The EM procedure for K-Bayes takes the following steps:
1.
A set of start values is determined for the perfusion MRI map based on zero-filled DFT (zDFT) reconstruction. Zero-filling involves extrapolating k-space with zeros in each dimension. This corresponds to sinc interpolation in standard space.
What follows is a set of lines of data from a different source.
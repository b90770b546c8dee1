//! System Color Scheme
//!
//! Reads the OS dark-mode preference and reports changes over a channel.

use std::cell::RefCell;
use std::rc::Rc;
use std::thread::JoinHandle;
use std::time::Duration;

use crossbeam_channel::{Receiver, RecvTimeoutError, Sender};
use tracing::{debug, info, warn};

use crate::constants::SYSTEM_POLL_INTERVAL_MS;

/// Source of the OS "prefers dark" signal
pub trait ColorSchemeSource {
    /// Current OS preference; `false` when unsupported
    fn prefers_dark(&self) -> bool;

    /// Whether the host exposes a color-scheme preference at all
    fn supports_color_scheme(&self) -> bool;

    /// Start reporting changes. Each message is the new "prefers dark" value.
    /// Returns `None` when the host cannot report changes.
    fn watch(&mut self) -> Option<Receiver<bool>>;

    /// Stop reporting changes. Safe to call when not watching.
    fn unwatch(&mut self);
}

/// OS preference as reported by `dark-light`; `None` when unknown
fn detect() -> Option<bool> {
    match dark_light::detect() {
        Ok(dark_light::Mode::Dark) => Some(true),
        Ok(dark_light::Mode::Light) => Some(false),
        Ok(dark_light::Mode::Unspecified) => None,
        Err(e) => {
            debug!(error = %e, "Color scheme detection failed");
            None
        }
    }
}

struct Watcher {
    stop_tx: Sender<()>,
    handle: JoinHandle<()>,
}

/// Native color-scheme source. Changes are found by polling on a background thread.
pub struct SystemColorScheme {
    poll_interval: Duration,
    follow_changes: bool,
    watcher: Option<Watcher>,
}

impl Default for SystemColorScheme {
    fn default() -> Self {
        Self::new(Duration::from_millis(SYSTEM_POLL_INTERVAL_MS))
    }
}

impl SystemColorScheme {
    pub fn new(poll_interval: Duration) -> Self {
        Self {
            poll_interval,
            follow_changes: true,
            watcher: None,
        }
    }

    /// Read the preference once at startup but never report changes
    pub fn without_watch(mut self) -> Self {
        self.follow_changes = false;
        self
    }

    pub fn is_watching(&self) -> bool {
        self.watcher.is_some()
    }
}

impl ColorSchemeSource for SystemColorScheme {
    fn prefers_dark(&self) -> bool {
        detect().unwrap_or(false)
    }

    fn supports_color_scheme(&self) -> bool {
        detect().is_some()
    }

    fn watch(&mut self) -> Option<Receiver<bool>> {
        self.unwatch();
        if !self.follow_changes {
            debug!("System color scheme watching disabled");
            return None;
        }

        let (tx, rx) = crossbeam_channel::unbounded();
        let (stop_tx, stop_rx) = crossbeam_channel::bounded::<()>(1);
        let interval = self.poll_interval;
        let mut last = self.prefers_dark();

        let spawned = std::thread::Builder::new()
            .name("color-scheme-watch".to_string())
            .spawn(move || {
                loop {
                    match stop_rx.recv_timeout(interval) {
                        Err(RecvTimeoutError::Timeout) => {}
                        // stop requested or the owner went away
                        _ => break,
                    }
                    let current = detect().unwrap_or(false);
                    if current != last {
                        last = current;
                        if tx.send(current).is_err() {
                            break;
                        }
                    }
                }
                debug!("Color scheme watcher stopped");
            });

        match spawned {
            Ok(handle) => {
                info!(interval_ms = interval.as_millis() as u64, "Watching system color scheme");
                self.watcher = Some(Watcher { stop_tx, handle });
                Some(rx)
            }
            Err(e) => {
                warn!(error = %e, "Failed to start color scheme watcher");
                None
            }
        }
    }

    fn unwatch(&mut self) {
        if let Some(watcher) = self.watcher.take() {
            let _ = watcher.stop_tx.send(());
            if watcher.handle.join().is_err() {
                warn!("Color scheme watcher panicked");
            }
        }
    }
}

impl Drop for SystemColorScheme {
    fn drop(&mut self) {
        self.unwatch();
    }
}

#[derive(Debug)]
struct StaticState {
    prefers_dark: bool,
    supported: bool,
    sender: Option<Sender<bool>>,
    watch_calls: usize,
    unwatch_calls: usize,
}

/// Fixed color-scheme source for headless runs and tests.
///
/// Clones share state, so a kept clone can flip the preference after the
/// original has been handed to a manager.
#[derive(Debug, Clone)]
pub struct StaticColorScheme {
    state: Rc<RefCell<StaticState>>,
}

impl StaticColorScheme {
    pub fn new(prefers_dark: bool) -> Self {
        Self {
            state: Rc::new(RefCell::new(StaticState {
                prefers_dark,
                supported: true,
                sender: None,
                watch_calls: 0,
                unwatch_calls: 0,
            })),
        }
    }

    /// Host without any color-scheme signal: always light, never reports changes
    pub fn unsupported() -> Self {
        let source = Self::new(false);
        source.state.borrow_mut().supported = false;
        source
    }

    /// Change the preference, reporting it to the active watch if it differs
    pub fn set_prefers_dark(&self, prefers_dark: bool) {
        let mut state = self.state.borrow_mut();
        if state.prefers_dark == prefers_dark {
            return;
        }
        state.prefers_dark = prefers_dark;
        if let Some(sender) = &state.sender {
            let _ = sender.send(prefers_dark);
        }
    }

    pub fn is_watching(&self) -> bool {
        self.state.borrow().sender.is_some()
    }

    pub fn watch_calls(&self) -> usize {
        self.state.borrow().watch_calls
    }

    pub fn unwatch_calls(&self) -> usize {
        self.state.borrow().unwatch_calls
    }
}

impl ColorSchemeSource for StaticColorScheme {
    fn prefers_dark(&self) -> bool {
        let state = self.state.borrow();
        state.supported && state.prefers_dark
    }

    fn supports_color_scheme(&self) -> bool {
        self.state.borrow().supported
    }

    fn watch(&mut self) -> Option<Receiver<bool>> {
        let mut state = self.state.borrow_mut();
        state.watch_calls += 1;
        if !state.supported {
            return None;
        }
        let (tx, rx) = crossbeam_channel::unbounded();
        state.sender = Some(tx);
        Some(rx)
    }

    fn unwatch(&mut self) {
        let mut state = self.state.borrow_mut();
        state.unwatch_calls += 1;
        state.sender = None;
    }
}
The zero-filling is performed to a level such that the resolution of the zDFT’d data matches that of the structural MRI dataset.
 
Steps 2 through 4 are then iteratively performed.
2.
The expectation of each z-variable is evaluated given the current values of the perfusion MRI amplitudes A (the expectation or E-step).
 
3.
The conditional posterior distribution for each A[p,q] is maximized given the current estimates for the set z-variables (the maximization or M-step) to give new values for A.
 
4.
The algorithm is tested for convergence and stopped if the total change in the perfusion reconstruction, A, between iterations is less than some pre-specified tolerance.
 
5.
Once convergence has been achieved, the current values for the image, A, form the reconstructed image.
 

Derivation of K-Bayes E and M steps

For the purpose of clarity, the EM algorithm derivation is presented only for 2D K-Bayes. The adaptation to 3D is relatively straightforward.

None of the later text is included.